((
//! CLI argument parsing for mediasync

use crate::config::Config;
use crate::error::Result;
use crate::source::SourceKind;
use clap::{Args, Parser, Subcommand};
use std::path::PathBuf;

/// mediasync - Back up a media library to S3-compatible storage
#[derive(Parser, Debug)]
#[command(name = "mediasync")]
#[command(version, about, long_about = None)]
pub struct Cli {
    /// Increase logging verbosity (-v, -vv, -vvv)
    #[arg(short, long, action = clap::ArgAction::Count, global = true)]
    pub verbose: u8,

    /// Output logs as JSON
    #[arg(long, global = true)]
    pub json: bool,

    #[command(subcommand)]
    pub command: Commands,
}

#[derive(Subcommand, Debug)]
pub enum Commands {
    /// Upload local items missing from the bucket
    Sync(SyncArgs),

    /// Download bucket objects missing from a local directory
    Restore(RestoreArgs),

    /// Print the backup plan without transferring anything
    Diff(CommonArgs),

    /// Create the configured bucket
    CreateBucket(CommonArgs),

    /// Show configuration
    Config(ConfigArgs),
}

/// Options shared by every command that talks to a bucket
#[derive(Args, Debug, Clone, Default)]
pub struct CommonArgs {
    /// Configuration file path
    #[arg(short = 'c', long)]
    pub config: Option<PathBuf>,
}

impl CommonArgs {
    /// Load the config file named by `-c`, or the default one
    pub fn load_config(&self) -> Result<Config> {
        match self.config {
            Some(ref path) => Config::load_from(path),
            None => Config::load(),
        }
    }
}

/// Arguments for the sync command
#[derive(Args, Debug)]
pub struct SyncArgs {
    /// Source root directory [default: from config]
    #[arg(long)]
    pub root: Option<PathBuf>,

    /// Source kind [default: from config]
    #[arg(long, value_enum)]
    pub kind: Option<SourceKind>,

    /// Perform a trial run with no changes made
    #[arg(short = 'n', long)]
    pub dry_run: bool,

    /// Number of items transferred at once [default: from config]
    #[arg(short = 'j', long)]
    pub jobs: Option<usize>,

    /// Collection to back up (can be specified multiple times)
    #[arg(long = "collection", action = clap::ArgAction::Append)]
    pub collections: Vec<String>,

    /// Hide progress bars
    #[arg(long)]
    pub no_progress: bool,

    #[command(flatten)]
    pub common: CommonArgs,
}

impl SyncArgs {
    /// Convert CLI args to Config, merging with file config
    pub fn to_config(&self) -> Result<Config> {
        let mut config = self.common.load_config()?;

        // CLI args override config file
        if let Some(ref root) = self.root {
            config.source.root = root.clone();
        }
        if let Some(kind) = self.kind {
            config.source.kind = kind;
        }
        if let Some(jobs) = self.jobs {
            config.jobs = jobs;
        }
        if !self.collections.is_empty() {
            config.source.collections = self.collections.clone();
        }
        config.dry_run |= self.dry_run;
        if self.no_progress {
            config.progress = false;
        }

        Ok(config)
    }
}

/// Arguments for the restore command
#[derive(Args, Debug)]
pub struct RestoreArgs {
    /// Directory to restore into
    pub dest: PathBuf,

    /// Perform a trial run with no changes made
    #[arg(short = 'n', long)]
    pub dry_run: bool,

    /// Number of items transferred at once [default: from config]
    #[arg(short = 'j', long)]
    pub jobs: Option<usize>,

    #[command(flatten)]
    pub common: CommonArgs,
}

impl RestoreArgs {
    pub fn to_config(&self) -> Result<Config> {
        let mut config = self.common.load_config()?;
        if let Some(jobs) = self.jobs {
            config.jobs = jobs;
        }
        config.dry_run |= self.dry_run;
        Ok(config)
    }
}

/// Arguments for the config command
#[derive(Args, Debug)]
pub struct ConfigArgs {
    /// Show the configuration file path
    #[arg(long)]
    pub path: bool,

    /// Create default configuration file
    #[arg(long)]
    pub init: bool,
}
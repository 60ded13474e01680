//! mediasync - Back up a media library to S3-compatible storage

use clap::Parser;
use mediasync::cli::{Cli, Commands, ConfigArgs};
use mediasync::config::Config;
use mediasync::progress;
use mediasync::storage::ObjectStore;
use mediasync::sync::BackupEngine;
use tokio_util::sync::CancellationToken;
use tracing_subscriber::{fmt, prelude::*, EnvFilter};

#[tokio::main]
async fn main() -> anyhow::Result<()> {
    let cli = Cli::parse();

    // Initialize tracing
    init_tracing(cli.verbose, cli.json);

    match cli.command {
        Commands::Sync(args) => {
            let config = args.to_config()?;
            tracing::info!(
                root = %config.source.root.display(),
                bucket = %config.bucket.bucket,
                dry_run = config.dry_run,
                jobs = config.effective_jobs(),
                "Starting backup"
            );

            let dry_run = config.dry_run;
            let engine = BackupEngine::from_config(config).await?;
            let shutdown = setup_shutdown_handler(engine.cancellation_token());
            let stats = engine.sync().await;
            drop(shutdown);

            let stats = stats?;
            if !dry_run {
                progress::print_summary(&stats);
            }
        }

        Commands::Restore(args) => {
            let config = args.to_config()?;
            tracing::info!(dest = %args.dest.display(), "Starting restore");

            let dry_run = config.dry_run;
            let engine = BackupEngine::from_config(config).await?;
            let shutdown = setup_shutdown_handler(engine.cancellation_token());
            let stats = engine.restore(&args.dest).await;
            drop(shutdown);

            let stats = stats?;
            if !dry_run {
                progress::print_summary(&stats);
            }
        }

        Commands::Diff(args) => {
            let config = args.load_config()?;
            let engine = BackupEngine::from_config(config).await?;
            let diff = engine.plan().await?;
            progress::print_plan(&diff);
        }

        Commands::CreateBucket(args) => {
            let mut config = args.load_config()?;
            config.validate()?;
            config.bucket.apply_env();
            let store = ObjectStore::from_config(&config.bucket).await?;
            store.create_bucket(&config.bucket.bucket).await?;
            tracing::info!(bucket = %config.bucket.bucket, "Bucket ready");
        }

        Commands::Config(args) => {
            handle_config_command(args)?;
        }
    }

    Ok(())
}

fn init_tracing(verbose: u8, json: bool) {
    let filter = match verbose {
        0 => EnvFilter::new("mediasync=info"),
        1 => EnvFilter::new("mediasync=debug"),
        2 => EnvFilter::new("mediasync=trace"),
        _ => EnvFilter::new("trace"),
    };

    if json {
        tracing_subscriber::registry()
            .with(filter)
            .with(fmt::layer().json())
            .init();
    } else {
        tracing_subscriber::registry()
            .with(filter)
            .with(fmt::layer().pretty())
            .init();
    }
}

/// Cancel the running transfer on Ctrl+C
fn setup_shutdown_handler(cancel: CancellationToken) -> tokio::sync::oneshot::Sender<()> {
    let (tx, rx) = tokio::sync::oneshot::channel();

    tokio::spawn(async move {
        tokio::select! {
            _ = tokio::signal::ctrl_c() => {
                tracing::warn!("Received Ctrl+C, stopping after the current item...");
                cancel.cancel();
            }
            _ = rx => {
                // Normal shutdown
            }
        }
    });

    tx
}

fn handle_config_command(args: ConfigArgs) -> anyhow::Result<()> {
    if args.path {
        match Config::default_config_path() {
            Ok(path) => println!("{}", path.display()),
            Err(e) => eprintln!("Error: {}", e),
        }
    } else if args.init {
        let config = Config::default();
        config.save()?;
        println!(
            "Created default configuration at {}",
            Config::default_config_path()?.display()
        );
    } else {
        // Show current config
        let config = Config::load().unwrap_or_default();
        println!("{}", toml::to_string_pretty(&config)?);
    }
    Ok(())
}
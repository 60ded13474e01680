//! Sync engine and orchestration

pub mod diff;
pub mod execute;

pub use diff::{compute, compute_restore, Diff, RestorePlan};
pub use execute::{run_to_end, ProgressStream, SyncExecutor};

use crate::config::Config;
use crate::error::{Error, Result};
use crate::progress::ProgressTracker;
use crate::retry::{with_retry, RetryConfig};
use crate::source::{ContentSource, SourceKind};
use crate::storage::ObjectStore;
use crate::types::{SyncDirection, SyncStats, TransferProgress};
use std::path::Path;
use tokio_util::sync::CancellationToken;

/// The main backup engine
///
/// Lists both sides, computes the diff and drives the executor, applying
/// the configured retry policy around the whole sequence.
pub struct BackupEngine {
    /// Configuration
    config: Config,
    /// Local content source
    source: ContentSource,
    /// Destination bucket
    store: ObjectStore,
    /// Stops the running transfer between items
    cancel: CancellationToken,
}

impl BackupEngine {
    /// Create a new engine
    pub fn new(config: Config, source: ContentSource, store: ObjectStore) -> Self {
        Self {
            config,
            source,
            store,
            cancel: CancellationToken::new(),
        }
    }

    /// Resolve source and store from configuration
    pub async fn from_config(mut config: Config) -> Result<Self> {
        config.validate()?;
        config.bucket.apply_env();
        let source = ContentSource::new(config.source.kind, config.source.root.clone());
        let store = ObjectStore::from_config(&config.bucket).await?;
        Ok(Self::new(config, source, store))
    }

    /// Token that cancels the current run between items
    pub fn cancellation_token(&self) -> CancellationToken {
        self.cancel.clone()
    }

    pub fn store(&self) -> &ObjectStore {
        &self.store
    }

    /// List both sides and compute the upload diff
    pub async fn plan(&self) -> Result<Diff> {
        tracing::info!(source = self.source.name(), "Scanning local content...");
        let locals = self.source.list(&self.config.source.collections).await?;

        tracing::info!(bucket = self.store.bucket(), "Listing bucket...");
        let remotes = self.store.list().await?;

        tracing::info!(
            local_items = locals.len(),
            remote_objects = remotes.len(),
            "Scan complete"
        );

        Ok(compute(locals, remotes))
    }

    /// Run a backup, re-running from scratch on retryable failures
    pub async fn sync(&self) -> Result<SyncStats> {
        let retry = RetryConfig::from(&self.config);
        with_retry(&retry, || self.sync_once()).await
    }

    async fn sync_once(&self) -> Result<SyncStats> {
        let start = std::time::Instant::now();
        let diff = self.plan().await?;

        let mut stats = SyncStats {
            local_items: diff.locals.len() as u64,
            remote_objects: diff.remotes.len() as u64,
            items_skipped: diff.skipped() as u64,
            bytes_total: diff.total_bytes,
            ..Default::default()
        };

        if self.config.dry_run {
            crate::progress::print_plan(&diff);
            stats.duration_secs = start.elapsed().as_secs_f64();
            return Ok(stats);
        }

        let executor = self.executor();
        let total_items = diff.to_transfer.len() as u64;
        let last = self
            .drain(SyncDirection::Upload, executor.run(diff), total_items, stats.bytes_total)
            .await?;

        stats.items_transferred = last.items_transferred;
        stats.bytes_transferred = last.bytes_transferred;
        stats.duration_secs = start.elapsed().as_secs_f64();

        tracing::info!(
            items = stats.items_transferred,
            bytes = stats.bytes_transferred,
            skipped = stats.items_skipped,
            duration_secs = stats.duration_secs,
            "Backup complete"
        );
        Ok(stats)
    }

    /// Download objects missing from `dest` (or of differing size)
    pub async fn restore(&self, dest: &Path) -> Result<SyncStats> {
        let start = std::time::Instant::now();

        tokio::fs::create_dir_all(dest)
            .await
            .map_err(|e| Error::io("creating restore target", e))?;

        let remotes = self.store.list().await?;
        let target = ContentSource::new(SourceKind::Document, dest.to_path_buf());
        let locals = target.list(&[]).await?;
        let plan = compute_restore(remotes, locals);

        let mut stats = SyncStats {
            local_items: plan.locals.len() as u64,
            remote_objects: plan.remotes.len() as u64,
            items_skipped: plan.skipped() as u64,
            bytes_total: plan.total_bytes,
            ..Default::default()
        };

        if self.config.dry_run {
            crate::progress::print_restore_plan(&plan);
            stats.duration_secs = start.elapsed().as_secs_f64();
            return Ok(stats);
        }

        let total_items = plan.to_fetch.len() as u64;
        let stream = self.executor().restore(plan, dest.to_path_buf());
        let last = self
            .drain(SyncDirection::Download, stream, total_items, stats.bytes_total)
            .await?;

        stats.items_transferred = last.items_transferred;
        stats.bytes_transferred = last.bytes_transferred;
        stats.duration_secs = start.elapsed().as_secs_f64();

        tracing::info!(
            items = stats.items_transferred,
            bytes = stats.bytes_transferred,
            dest = %dest.display(),
            "Restore complete"
        );
        Ok(stats)
    }

    fn executor(&self) -> SyncExecutor {
        SyncExecutor::new(self.source.clone(), self.store.clone())
            .with_jobs(self.config.effective_jobs())
            .with_cancellation(self.cancel.clone())
    }

    async fn drain(
        &self,
        direction: SyncDirection,
        stream: ProgressStream,
        total_items: u64,
        total_bytes: u64,
    ) -> Result<TransferProgress> {
        // Bars only exist while a transfer is draining
        let mut progress = ProgressTracker::new(self.config.progress);
        progress.start(total_items, total_bytes);

        let result = run_to_end(stream, |snapshot| {
            tracing::debug!(
                ?direction,
                items = snapshot.items_transferred,
                bytes = snapshot.bytes_transferred,
                percentage = snapshot.percentage,
                "Progress"
            );
            progress.update(snapshot);
        })
        .await;

        match &result {
            Ok(_) => progress.finish(),
            Err(_) => progress.abandon(),
        }
        result
    }
}

#[cfg(test)]
mod tests {
    use super::*;
    use std::fs;
    use tempfile::TempDir;

    fn engine(source: &TempDir, bucket: &TempDir, dry_run: bool) -> BackupEngine {
        let mut config = Config::default();
        config.dry_run = dry_run;
        config.progress = true;
        BackupEngine::new(
            config,
            ContentSource::new(SourceKind::Document, source.path().to_path_buf()),
            ObjectStore::local(bucket.path().to_path_buf(), "bucket".to_string()),
        )
    }

    #[tokio::test]
    async fn test_plan_and_dry_run_leave_store_untouched() {
        let source = TempDir::new().unwrap();
        let bucket = TempDir::new().unwrap();
        fs::write(source.path().join("a.jpg"), b"abc").unwrap();

        let engine = engine(&source, &bucket, true);
        engine.store().create_bucket("bucket").await.unwrap();

        let diff = engine.plan().await.unwrap();
        assert_eq!(diff.to_transfer.len(), 1);

        let stats = engine.sync().await.unwrap();
        assert_eq!(stats.items_transferred, 0);
        assert_eq!(stats.bytes_total, 3);
        assert!(engine.store().list().await.unwrap().is_empty());
    }

    #[tokio::test]
    async fn test_repeated_syncs_with_progress_enabled() {
        let source = TempDir::new().unwrap();
        let bucket = TempDir::new().unwrap();
        fs::write(source.path().join("a.jpg"), b"abc").unwrap();

        let engine = engine(&source, &bucket, false);
        engine.store().create_bucket("bucket").await.unwrap();

        let first = engine.sync().await.unwrap();
        assert_eq!(first.items_transferred, 1);

        fs::write(source.path().join("b.jpg"), b"defg").unwrap();
        let second = engine.sync().await.unwrap();
        assert_eq!(second.items_transferred, 1);
        assert_eq!(second.bytes_transferred, 4);
        assert_eq!(second.items_skipped, 1);
    }
}
//! Local content sources
//!
//! A source enumerates items under a root directory and opens fresh byte
//! streams for them. The variant is picked once from [`SourceKind`] and every
//! item of a run goes through the same one.

pub mod media;
pub mod tree;

use crate::error::{Error, Result};
use crate::storage::ByteStream;
use crate::types::{ContentHandle, ContentItem};
use crate::walk::WalkedFile;
use futures::StreamExt;
use serde::{Deserialize, Serialize};
use std::path::{Path, PathBuf};
use tokio_util::io::ReaderStream;

pub use media::MediaStoreSource;
pub use tree::DocumentTreeSource;

/// Discriminator for the source variant
#[derive(Debug, Clone, Copy, PartialEq, Eq, Serialize, Deserialize, clap::ValueEnum)]
#[serde(rename_all = "lowercase")]
pub enum SourceKind {
    /// Media library: images and videos only
    Media,
    /// Document tree: every regular file
    Document,
}

/// Content source enum for unified access to the source variants
#[derive(Debug, Clone)]
pub enum ContentSource {
    MediaStore(MediaStoreSource),
    DocumentTree(DocumentTreeSource),
}

impl ContentSource {
    /// Create a source of the given kind rooted at `root`
    pub fn new(kind: SourceKind, root: PathBuf) -> Self {
        match kind {
            SourceKind::Media => ContentSource::MediaStore(MediaStoreSource::new(root)),
            SourceKind::Document => ContentSource::DocumentTree(DocumentTreeSource::new(root)),
        }
    }

    /// Get the name of this source (for logging)
    pub fn name(&self) -> &'static str {
        match self {
            ContentSource::MediaStore(_) => "media",
            ContentSource::DocumentTree(_) => "document",
        }
    }

    /// List items in the given collections (empty filter = all collections)
    pub async fn list(&self, collections: &[String]) -> Result<Vec<ContentItem>> {
        let mut items = match self {
            ContentSource::MediaStore(s) => s.list().await?,
            ContentSource::DocumentTree(s) => s.list().await?,
        };

        if !collections.is_empty() {
            items.retain(|item| collections.iter().any(|c| c == item.collection()));
        }
        items.sort_by(|a, b| a.name.cmp(&b.name));

        tracing::debug!(
            source = self.name(),
            items = items.len(),
            "Listed local content"
        );
        Ok(items)
    }

    /// Open a fresh stream over the item's bytes, positioned at offset 0
    pub async fn open(&self, handle: &ContentHandle) -> Result<ByteStream> {
        open_file(handle.path()).await
    }
}

/// MIME type guessed from the file extension
pub(crate) fn guess_content_type(path: &Path) -> mime_guess::Mime {
    mime_guess::from_path(path).first_or_octet_stream()
}

pub(crate) fn item_from(file: WalkedFile, content_type: &mime_guess::Mime) -> ContentItem {
    ContentItem::new(
        file.name,
        file.size,
        content_type.essence_str(),
        ContentHandle::new(file.path),
    )
}

async fn open_file(path: &Path) -> Result<ByteStream> {
    let file = tokio::fs::File::open(path)
        .await
        .map_err(|e| Error::SourceUnavailable {
            name: path.display().to_string(),
            source: e,
        })?;

    let name = path.display().to_string();
    let stream = ReaderStream::new(file).map(move |chunk| {
        chunk.map_err(|e| Error::SourceUnavailable {
            name: name.clone(),
            source: e,
        })
    });

    Ok(Box::pin(stream))
}

#[cfg(test)]
mod tests {
    use super::*;
    use std::fs;
    use tempfile::TempDir;

    fn create_file(dir: &TempDir, name: &str, content: &[u8]) {
        let path = dir.path().join(name);
        if let Some(parent) = path.parent() {
            fs::create_dir_all(parent).unwrap();
        }
        fs::write(path, content).unwrap();
    }

    async fn read_all(mut stream: ByteStream) -> Vec<u8> {
        let mut out = Vec::new();
        while let Some(chunk) = stream.next().await {
            out.extend_from_slice(&chunk.unwrap());
        }
        out
    }

    #[tokio::test]
    async fn test_collection_filter() {
        let tmp = TempDir::new().unwrap();
        create_file(&tmp, "DCIM/Camera/a.jpg", b"aaa");
        create_file(&tmp, "Pictures/b.png", b"bb");
        create_file(&tmp, "c.mp4", b"c");

        let source = ContentSource::new(SourceKind::Media, tmp.path().to_path_buf());

        let all = source.list(&[]).await.unwrap();
        let names: Vec<_> = all.iter().map(|i| i.name.as_str()).collect();
        assert_eq!(names, vec!["DCIM/Camera/a.jpg", "Pictures/b.png", "c.mp4"]);

        let dcim = source.list(&["DCIM".to_string()]).await.unwrap();
        assert_eq!(dcim.len(), 1);
        assert_eq!(dcim[0].name, "DCIM/Camera/a.jpg");
        assert_eq!(dcim[0].size, 3);

        let root_only = source.list(&[String::new()]).await.unwrap();
        assert_eq!(root_only.len(), 1);
        assert_eq!(root_only[0].name, "c.mp4");

        let none = source.list(&["Movies".to_string()]).await.unwrap();
        assert!(none.is_empty());
    }

    #[tokio::test]
    async fn test_hidden_files_skipped() {
        let tmp = TempDir::new().unwrap();
        create_file(&tmp, ".thumbnails/x.jpg", b"x");
        create_file(&tmp, "DCIM/.pending.jpg", b"p");
        create_file(&tmp, "DCIM/a.jpg", b"a");

        let source = ContentSource::new(SourceKind::Document, tmp.path().to_path_buf());
        let items = source.list(&[]).await.unwrap();
        assert_eq!(items.len(), 1);
        assert_eq!(items[0].name, "DCIM/a.jpg");
    }

    #[tokio::test]
    async fn test_open_yields_independent_streams() {
        let tmp = TempDir::new().unwrap();
        create_file(&tmp, "doc.txt", b"hello world");

        let source = ContentSource::new(SourceKind::Document, tmp.path().to_path_buf());
        let items = source.list(&[]).await.unwrap();

        let first = source.open(&items[0].handle).await.unwrap();
        let second = source.open(&items[0].handle).await.unwrap();
        assert_eq!(read_all(first).await, b"hello world");
        assert_eq!(read_all(second).await, b"hello world");
    }

    #[tokio::test]
    async fn test_open_vanished_file() {
        let tmp = TempDir::new().unwrap();
        create_file(&tmp, "doc.txt", b"hello");

        let source = ContentSource::new(SourceKind::Document, tmp.path().to_path_buf());
        let items = source.list(&[]).await.unwrap();
        fs::remove_file(tmp.path().join("doc.txt")).unwrap();

        let err = source.open(&items[0].handle).await.err().unwrap();
        assert!(matches!(err, Error::SourceUnavailable { .. }));
    }

    #[tokio::test]
    async fn test_missing_root() {
        let tmp = TempDir::new().unwrap();
        let source = ContentSource::new(SourceKind::Media, tmp.path().join("absent"));
        assert!(matches!(source.list(&[]).await, Err(Error::Io { .. })));
    }
}
//! Media library source: images and videos under a root

use super::{guess_content_type, item_from};
use crate::walk::walk_files;
use crate::error::Result;
use crate::types::ContentItem;
use std::path::PathBuf;

/// Media library source, listing image and video files only
#[derive(Debug, Clone)]
pub struct MediaStoreSource {
    root: PathBuf,
}

impl MediaStoreSource {
    pub fn new(root: PathBuf) -> Self {
        Self { root }
    }

    /// List media items under the root
    pub async fn list(&self) -> Result<Vec<ContentItem>> {
        let files = walk_files(&self.root).await?;

        let items = files
            .into_iter()
            .filter_map(|file| {
                let mime = guess_content_type(&file.path);
                if is_media(&mime) {
                    Some(item_from(file, &mime))
                } else {
                    tracing::trace!(name = %file.name, mime = %mime, "Skipping non-media file");
                    None
                }
            })
            .collect();

        Ok(items)
    }
}

fn is_media(mime: &mime_guess::Mime) -> bool {
    let top = mime.type_();
    top == mime_guess::mime::IMAGE || top == mime_guess::mime::VIDEO
}

#[cfg(test)]
mod tests {
    use super::*;
    use std::fs;
    use tempfile::TempDir;

    #[tokio::test]
    async fn test_lists_only_media() {
        let tmp = TempDir::new().unwrap();
        fs::create_dir_all(tmp.path().join("DCIM")).unwrap();
        fs::write(tmp.path().join("DCIM/a.jpg"), b"jpeg").unwrap();
        fs::write(tmp.path().join("DCIM/b.mp4"), b"video").unwrap();
        fs::write(tmp.path().join("DCIM/notes.txt"), b"text").unwrap();

        let source = MediaStoreSource::new(tmp.path().to_path_buf());
        let mut items = source.list().await.unwrap();
        items.sort_by(|a, b| a.name.cmp(&b.name));

        assert_eq!(items.len(), 2);
        assert_eq!(items[0].name, "DCIM/a.jpg");
        assert_eq!(items[0].content_type, "image/jpeg");
        assert_eq!(items[1].name, "DCIM/b.mp4");
        assert_eq!(items[1].content_type, "video/mp4");
    }
}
))
PROBLEM REQUIREMENTS — The answer must be every line of the records that contains the word "PathBuf".

COMPLETED EXERCISE —
use std::path::PathBuf;
    pub config: Option<PathBuf>,
    pub root: Option<PathBuf>,
    pub dest: PathBuf,
use std::path::{Path, PathBuf};
    pub fn new(kind: SourceKind, root: PathBuf) -> Self {
use std::path::PathBuf;
    root: PathBuf,
    pub fn new(root: PathBuf) -> Self {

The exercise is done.